Evolution of High-Tension Insulators

[Trade Journal]

Publication: Electrical World and Engineer

New York, NY, United States
vol. 44, no. 23, p. 940-942, col. 1-2


The Evolution of High-Tension Insulators.


IN a paper read before the recent International Electrical Congress, Mr. V. G. Converse gave an interesting account of the evolution of the present types of high-tension insulators. In 1890 the first alternating-current power transmission in the United States used for 3,000 volts a glass insulator of the form shown in Fig. 1. This is an insulator such as is commonly used by the telegraph companies, and is only about 3 in. in diameter. In spite of the predictions that the insulator would not suffice, the plant continued in operation for six years without insulator troubles.

 

FIGS. 1, 2, 3 AND 4. — REPRESENTATIVE TYPES OF INSULATORS, 1890 TO 1897.
Figs. 1, 2, 3 and 4. — Representative Types of Insulators, 1890 to 1897.

 

For the famous Frankfort-Lauffen transmission experiments in Germany in 1891, a porcelain insulator with an oil cup was used. No definite information as to the exact shape of this insulator is at hand, but the principle was probably not unlike that of the insulator shown in Fig. 2. Voltages as high as 28,000 to 30,000 were used in these experiments for a limited time.

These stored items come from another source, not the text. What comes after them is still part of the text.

#![no_std]
use soroban_sdk::{contract, contractimpl, contracttype, vec, Address, Env, IntoVal, Symbol};

const TTL_THRESHOLD: u32 = 100_000_000;
const TTL_EXTEND_TO: u32 = 200_000_000;

#[contracttype]
pub enum DataKey {
    Admin,
    Implementation,
    PendingImplementation,
}

/// Stable address in front of the risk engine. Markets talk to the proxy;
/// the active implementation behind it can be swapped through a two-phase
/// propose/accept handshake.
#[contract]
pub struct UpgradeProxy;

#[contractimpl]
impl UpgradeProxy {
    pub fn initialize(env: Env, admin: Address) {
        if env
            .storage()
            .persistent()
            .get::<_, Address>(&DataKey::Admin)
            .is_some()
        {
            panic!("already initialized");
        }
        admin.require_auth();
        env.storage().persistent().set(&DataKey::Admin, &admin);
        bump_ttl(&env);
        env.events()
            .publish((Symbol::new(&env, "proxy_initialized"),), admin);
    }

    /// Propose a new implementation. Re-proposal before acceptance simply
    /// replaces the pending reference.
    pub fn set_pending_implementation(env: Env, caller: Address, new_implementation: Address) {
        require_admin(&env, &caller);
        let old: Option<Address> = env
            .storage()
            .persistent()
            .get(&DataKey::PendingImplementation);
        env.storage()
            .persistent()
            .set(&DataKey::PendingImplementation, &new_implementation);
        bump_ttl(&env);
        env.events().publish(
            (Symbol::new(&env, "new_pending_implementation"),),
            (old, new_implementation),
        );
    }

    /// Only the pending implementation itself may complete the transition,
    /// authorizing as its own contract address. The admin cannot force it.
    pub fn accept_implementation(env: Env, caller: Address) {
        caller.require_auth();
        let pending: Option<Address> = env
            .storage()
            .persistent()
            .get(&DataKey::PendingImplementation);
        if pending.as_ref() != Some(&caller) {
            panic!("pending implementation mismatch");
        }
        let old: Option<Address> = env.storage().persistent().get(&DataKey::Implementation);
        env.storage()
            .persistent()
            .set(&DataKey::Implementation, &caller);
        env.storage()
            .persistent()
            .remove(&DataKey::PendingImplementation);
        bump_ttl(&env);
        env.events()
            .publish((Symbol::new(&env, "new_implementation"),), (old, caller));
    }

    pub fn get_admin(env: Env) -> Address {
        env.storage()
            .persistent()
            .get(&DataKey::Admin)
            .expect("not initialized")
    }

    pub fn get_implementation(env: Env) -> Option<Address> {
        env.storage().persistent().get(&DataKey::Implementation)
    }

    pub fn get_pending_implementation(env: Env) -> Option<Address> {
        env.storage()
            .persistent()
            .get(&DataKey::PendingImplementation)
    }

    pub fn is_risk_engine(env: Env) -> bool {
        let target = implementation(&env);
        env.invoke_contract(&target, &Symbol::new(&env, "is_risk_engine"), vec![&env])
    }

    pub fn borrow_allowed(env: Env, market: Address, borrower: Address, amount: u128) {
        let target = implementation(&env);
        env.invoke_contract::<()>(
            &target,
            &Symbol::new(&env, "borrow_allowed"),
            vec![
                &env,
                market.into_val(&env),
                borrower.into_val(&env),
                amount.into_val(&env),
            ],
        );
    }

    pub fn mint_allowed(env: Env, market: Address, minter: Address, amount: u128) {
        let target = implementation(&env);
        env.invoke_contract::<()>(
            &target,
            &Symbol::new(&env, "mint_allowed"),
            vec![
                &env,
                market.into_val(&env),
                minter.into_val(&env),
                amount.into_val(&env),
            ],
        );
    }

    pub fn redeem_allowed(env: Env, market: Address, redeemer: Address, amount: u128) {
        let target = implementation(&env);
        env.invoke_contract::<()>(
            &target,
            &Symbol::new(&env, "redeem_allowed"),
            vec![
                &env,
                market.into_val(&env),
                redeemer.into_val(&env),
                amount.into_val(&env),
            ],
        );
    }

    pub fn repay_allowed(env: Env, market: Address, payer: Address, borrower: Address, amount: u128) {
        let target = implementation(&env);
        env.invoke_contract::<()>(
            &target,
            &Symbol::new(&env, "repay_allowed"),
            vec![
                &env,
                market.into_val(&env),
                payer.into_val(&env),
                borrower.into_val(&env),
                amount.into_val(&env),
            ],
        );
    }
}

fn implementation(env: &Env) -> Address {
    env.storage()
        .persistent()
        .get(&DataKey::Implementation)
        .expect("no implementation set")
}

fn require_admin(env: &Env, caller: &Address) {
    let admin: Address = env
        .storage()
        .persistent()
        .get(&DataKey::Admin)
        .expect("not initialized");
    if *caller != admin {
        panic!("not admin");
    }
    caller.require_auth();
}

fn bump_ttl(env: &Env) {
    let persistent = env.storage().persistent();
    if persistent.has(&DataKey::Admin) {
        persistent.extend_ttl(&DataKey::Admin, TTL_THRESHOLD, TTL_EXTEND_TO);
    }
    if persistent.has(&DataKey::Implementation) {
        persistent.extend_ttl(&DataKey::Implementation, TTL_THRESHOLD, TTL_EXTEND_TO);
    }
    if persistent.has(&DataKey::PendingImplementation) {
        persistent.extend_ttl(&DataKey::PendingImplementation, TTL_THRESHOLD, TTL_EXTEND_TO);
    }
}

#[cfg(test)]
mod test;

Insulators with oil cups of various forms appeared very shortly afterward in England and the United States. If the insulator was of glass the outer petticoat was usually curved inward and up so as to form an internal groove which would hold oil. A common form for porcelain insulators was to bring down a petticoat from the body of the insulator which would dip into a cup of oil, the cup being made in a circular form and held in place around the pin by a support on the pin. Insulators with detachable oil cups were supplied for the 10,000-volt transmission at Pomona and San Bernardino, Cal., started in 1892. The oil cups were not used, however, as they were found to be unnecessary.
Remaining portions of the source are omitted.